Task to complete: For the entries below, report the number of lines containing "JobId", without any other content.

Excerpts from a dataset:
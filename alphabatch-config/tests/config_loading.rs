use std::collections::HashMap;
use std::fs;
use std::path::PathBuf;

use alphabatch_config::{ConfigGuardRailError, ConfigLoadError, ConfigLoader, ConfigSource};

fn loader(root: &std::path::Path, vars: &[(&str, &str)]) -> ConfigLoader {
    let vars: HashMap<String, String> = vars
        .iter()
        .map(|(k, v)| (k.to_string(), v.to_string()))
        .collect();
    ConfigLoader::new()
        .with_env_lookup(move |key| vars.get(key).cloned())
        .with_root(root)
}

#[test]
fn defaults_apply_without_any_source() {
    let dir = tempfile::tempdir().expect("tempdir");
    let load = loader(dir.path(), &[]).load().expect("load defaults");

    assert_eq!(load.source, ConfigSource::Default);
    assert_eq!(load.config.api.base_url, "https://api.worldquantbrain.com");
    assert_eq!(load.config.orchestrator.max_concurrency.get(), 3);
    assert_eq!(load.config.orchestrator.cycle_interval_ms, 5_000);
    assert_eq!(load.config.orchestrator.saturation_backoff_ms, 30_000);
    assert_eq!(load.config.submission.max_accept_attempts, 5);
    assert_eq!(load.config.submission.heartbeat_every, 75);
    assert_eq!(
        load.config.paths.results_file,
        PathBuf::from("data/processed/backtest_results.csv")
    );
}

#[test]
fn default_file_is_discovered_and_partially_overrides() {
    let dir = tempfile::tempdir().expect("tempdir");
    fs::create_dir_all(dir.path().join("config")).expect("config dir");
    fs::write(
        dir.path().join("config/alphabatch.toml"),
        "[orchestrator]\nmax_concurrency = 5\n\n[paths]\nidentifiers_dir = \"fields\"\n",
    )
    .expect("write config");

    let load = loader(dir.path(), &[]).load().expect("load file");
    assert_eq!(
        load.source,
        ConfigSource::File(dir.path().join("config/alphabatch.toml"))
    );
    assert_eq!(load.config.orchestrator.max_concurrency.get(), 5);
    assert_eq!(load.config.orchestrator.cycle_interval_ms, 5_000);
    assert_eq!(load.config.paths.identifiers_dir, PathBuf::from("fields"));
}

#[test]
fn env_path_beats_inline_json_and_default_files() {
    let dir = tempfile::tempdir().expect("tempdir");
    let custom = dir.path().join("custom.json");
    fs::write(&custom, r#"{"submission": {"heartbeat_every": 10}}"#).expect("write");
    fs::write(dir.path().join("alphabatch.toml"), "").expect("write default");

    let load = loader(
        dir.path(),
        &[
            ("ALPHABATCH_CONFIG_PATH", custom.to_str().expect("utf8 path")),
            ("ALPHABATCH_CONFIG_JSON", r#"{"submission": {"heartbeat_every": 99}}"#),
        ],
    )
    .load()
    .expect("load env path");

    assert_eq!(load.source, ConfigSource::EnvPath(custom));
    assert_eq!(load.config.submission.heartbeat_every, 10);
}

#[test]
fn inline_json_is_used_when_no_path_is_set() {
    let dir = tempfile::tempdir().expect("tempdir");
    let load = loader(
        dir.path(),
        &[("ALPHABATCH_CONFIG_JSON", r#"{"api": {"poll_timeout_secs": 4}}"#)],
    )
    .load()
    .expect("load inline");

    assert_eq!(load.source, ConfigSource::EnvInline);
    assert_eq!(load.config.api.poll_timeout_secs, 4);
}

#[test]
fn explicit_path_wins_over_environment() {
    let dir = tempfile::tempdir().expect("tempdir");
    let explicit = dir.path().join("run.toml");
    fs::write(&explicit, "[api]\nrequest_timeout_secs = 12\n").expect("write");

    let load = loader(dir.path(), &[("ALPHABATCH_CONFIG_JSON", "{}")])
        .with_explicit_path(Some(explicit.clone()))
        .load()
        .expect("load explicit");

    assert_eq!(load.source, ConfigSource::Explicit(explicit));
    assert_eq!(load.config.api.request_timeout_secs, 12);
}

#[test]
fn out_of_range_concurrency_is_rejected() {
    let dir = tempfile::tempdir().expect("tempdir");
    let err = loader(
        dir.path(),
        &[("ALPHABATCH_CONFIG_JSON", r#"{"orchestrator": {"max_concurrency": 9}}"#)],
    )
    .load()
    .expect_err("concurrency 9 must fail");

    assert!(matches!(err, ConfigLoadError::Parse { .. }), "got {err:?}");
}

#[test]
fn guard_rails_reject_zero_intervals_and_bad_urls() {
    let dir = tempfile::tempdir().expect("tempdir");
    let err = loader(
        dir.path(),
        &[("ALPHABATCH_CONFIG_JSON", r#"{"orchestrator": {"cycle_interval_ms": 0}}"#)],
    )
    .load()
    .expect_err("zero interval must fail");
    assert!(matches!(
        err,
        ConfigLoadError::GuardRail(ConfigGuardRailError::ZeroValue {
            field: "orchestrator.cycle_interval_ms"
        })
    ));

    let err = loader(
        dir.path(),
        &[("ALPHABATCH_CONFIG_JSON", r#"{"api": {"base_url": "not a url"}}"#)],
    )
    .load()
    .expect_err("bad url must fail");
    assert!(matches!(
        err,
        ConfigLoadError::GuardRail(ConfigGuardRailError::InvalidBaseUrl { .. })
    ));
}
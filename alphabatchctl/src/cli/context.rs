use std::path::PathBuf;
use std::sync::Arc;
use std::time::Duration;

use alphabatch_config::{AppConfig, ConfigLoader, ConfigSource};
use alphabatch_core::{BrainClient, BrainClientConfig, ResultStore};
use anyhow::Context;
use tokio_util::sync::CancellationToken;
use tracing::{info, warn};
use url::Url;

/// Loaded configuration plus the collaborators commands share.
#[derive(Debug)]
pub struct AppContext {
    pub config: AppConfig,
    pub source: ConfigSource,
    loader: ConfigLoader,
}

impl AppContext {
    pub fn load(explicit: Option<PathBuf>) -> anyhow::Result<Self> {
        let loader = ConfigLoader::new().with_explicit_path(explicit);
        let load = loader.load().context("failed to load configuration")?;
        Ok(Self {
            config: load.config,
            source: load.source,
            loader,
        })
    }

    pub fn store(&self) -> ResultStore {
        ResultStore::new(&self.config.paths.results_file)
    }

    /// Builds the HTTP client and opens an authenticated session.
    pub async fn connect(&self) -> anyhow::Result<Arc<BrainClient>> {
        let api = &self.config.api;
        let base_url = Url::parse(api.base_url.trim())
            .with_context(|| format!("invalid api.base_url '{}'", api.base_url))?;
        let client = BrainClient::new(
            BrainClientConfig::new(base_url)
                .with_request_timeout(Duration::from_secs(api.request_timeout_secs))
                .with_poll_timeout(Duration::from_secs(api.poll_timeout_secs)),
        )
        .context("failed to build HTTP client")?;

        let credentials = self
            .config
            .credentials
            .resolve(|key| self.loader.env_var(key))
            .context("failed to resolve credentials")?;
        client
            .authenticate(&credentials)
            .await
            .context("authentication failed")?;
        info!(config = %self.source, "session established");
        Ok(Arc::new(client))
    }
}

/// Token cancelled on the first Ctrl-C.
pub fn ctrl_c_token() -> CancellationToken {
    let token = CancellationToken::new();
    let trigger = token.clone();
    tokio::spawn(async move {
        match tokio::signal::ctrl_c().await {
            Ok(()) => {
                warn!("interrupt received, stopping after the current step");
                trigger.cancel();
            }
            Err(err) => warn!(error = %err, "could not listen for Ctrl-C"),
        }
    });
    token
}
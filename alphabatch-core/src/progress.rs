use std::collections::BTreeMap;

use alphabatch_model::JobId;

/// Fraction and last status line of one ACTIVE job.
#[derive(Debug, Clone, PartialEq)]
pub struct ProgressEntry {
    pub fraction: f64,
    pub status: String,
}

/// Tracks per-job progress for a run and folds it into one percentage.
///
/// Entries exist only while a job is ACTIVE. Retiring a job removes its
/// entry and counts it as fully done in the overall figure.
#[derive(Debug, Clone)]
pub struct ProgressAggregator {
    total: usize,
    retired: usize,
    entries: BTreeMap<JobId, ProgressEntry>,
}

impl ProgressAggregator {
    pub fn new(total: usize) -> Self {
        Self {
            total,
            retired: 0,
            entries: BTreeMap::new(),
        }
    }

    pub fn total(&self) -> usize {
        self.total
    }

    pub fn retired(&self) -> usize {
        self.retired
    }

    pub fn active(&self) -> usize {
        self.entries.len()
    }

    pub fn entry(&self, job_id: JobId) -> Option<&ProgressEntry> {
        self.entries.get(&job_id)
    }

    pub fn track(&mut self, job_id: JobId) {
        self.entries.entry(job_id).or_insert_with(|| ProgressEntry {
            fraction: 0.0,
            status: String::from("submitted"),
        });
    }

    /// Records a progress observation and returns the stored fraction.
    ///
    /// Values are clamped into `[0, 1]` and never move backwards for a job;
    /// a lower reading keeps the previous fraction but updates the status.
    pub fn update(
        &mut self,
        job_id: JobId,
        fraction: f64,
        status: impl Into<String>,
    ) -> f64 {
        let fraction = if fraction.is_finite() {
            fraction.clamp(0.0, 1.0)
        } else {
            0.0
        };
        let entry = self.entries.entry(job_id).or_insert_with(|| ProgressEntry {
            fraction: 0.0,
            status: String::new(),
        });
        entry.fraction = entry.fraction.max(fraction);
        entry.status = status.into();
        entry.fraction
    }

    /// Counts `job_id` as finished. Jobs that were never tracked (skipped,
    /// failed on submit) are counted too.
    pub fn retire(&mut self, job_id: JobId) {
        self.entries.remove(&job_id);
        self.retired = (self.retired + 1).min(self.total);
    }

    /// `100 * retired / total + (100 / total) * mean(active fractions)`.
    pub fn overall(&self) -> f64 {
        if self.total == 0 {
            return 0.0;
        }
        let total = self.total as f64;
        let retired_share = 100.0 * self.retired as f64 / total;
        let active_share = if self.entries.is_empty() {
            0.0
        } else {
            let sum: f64 = self.entries.values().map(|e| e.fraction).sum();
            (100.0 / total) * (sum / self.entries.len() as f64)
        };
        (retired_share + active_share).clamp(0.0, 100.0)
    }

    /// Overall progress rounded down to a whole percent.
    pub fn overall_percent(&self) -> u8 {
        self.overall().floor() as u8
    }
}
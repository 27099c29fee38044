//! Configuration model for alphabatch.

pub mod credentials;

use std::path::PathBuf;

use alphabatch_core::orchestration::{OrchestratorConfig, SubmissionConfig};
use alphabatch_core::transport::brain::DEFAULT_BASE_URL;
use serde::{Deserialize, Serialize};

pub use credentials::CredentialsConfig;

/// Source that produced the loaded configuration.
#[derive(Debug, Clone, PartialEq, Eq, Default)]
pub enum ConfigSource {
    #[default]
    Default,
    /// File named on the command line.
    Explicit(PathBuf),
    EnvPath(PathBuf),
    EnvInline,
    File(PathBuf),
}

impl std::fmt::Display for ConfigSource {
    fn fmt(&self, f: &mut std::fmt::Formatter<'_>) -> std::fmt::Result {
        match self {
            ConfigSource::Default => f.write_str("built-in defaults"),
            ConfigSource::Explicit(path) => write!(f, "{}", path.display()),
            ConfigSource::EnvPath(path) => {
                write!(f, "$ALPHABATCH_CONFIG_PATH ({})", path.display())
            }
            ConfigSource::EnvInline => f.write_str("$ALPHABATCH_CONFIG_JSON"),
            ConfigSource::File(path) => write!(f, "{}", path.display()),
        }
    }
}

/// Everything the command line tool needs to run.
#[derive(Debug, Clone, Default, Deserialize, Serialize, PartialEq)]
#[serde(default)]
pub struct AppConfig {
    pub api: ApiConfig,
    pub credentials: CredentialsConfig,
    pub paths: PathsConfig,
    pub orchestrator: OrchestratorConfig,
    pub submission: SubmissionConfig,
}

/// Remote service endpoint and HTTP timeouts.
#[derive(Debug, Clone, Deserialize, Serialize, PartialEq)]
#[serde(default)]
pub struct ApiConfig {
    pub base_url: String,
    /// Timeout for a single request (seconds).
    pub request_timeout_secs: u64,
    /// Timeout for one poll request (seconds). Polls should fail fast so a
    /// stuck request does not stall the whole cycle.
    pub poll_timeout_secs: u64,
}

impl Default for ApiConfig {
    fn default() -> Self {
        Self {
            base_url: DEFAULT_BASE_URL.to_string(),
            request_timeout_secs: 30,
            poll_timeout_secs: 10,
        }
    }
}

/// On-disk locations the tool reads and writes.
#[derive(Debug, Clone, Deserialize, Serialize, PartialEq)]
#[serde(default)]
pub struct PathsConfig {
    pub results_file: PathBuf,
    pub templates_file: PathBuf,
    /// Directory of `<dataset>.csv` identifier lists.
    pub identifiers_dir: PathBuf,
}

impl Default for PathsConfig {
    fn default() -> Self {
        Self {
            results_file: PathBuf::from("data/processed/backtest_results.csv"),
            templates_file: PathBuf::from("config/alpha_templates.json"),
            identifiers_dir: PathBuf::from("data/raw"),
        }
    }
}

Answer space: 6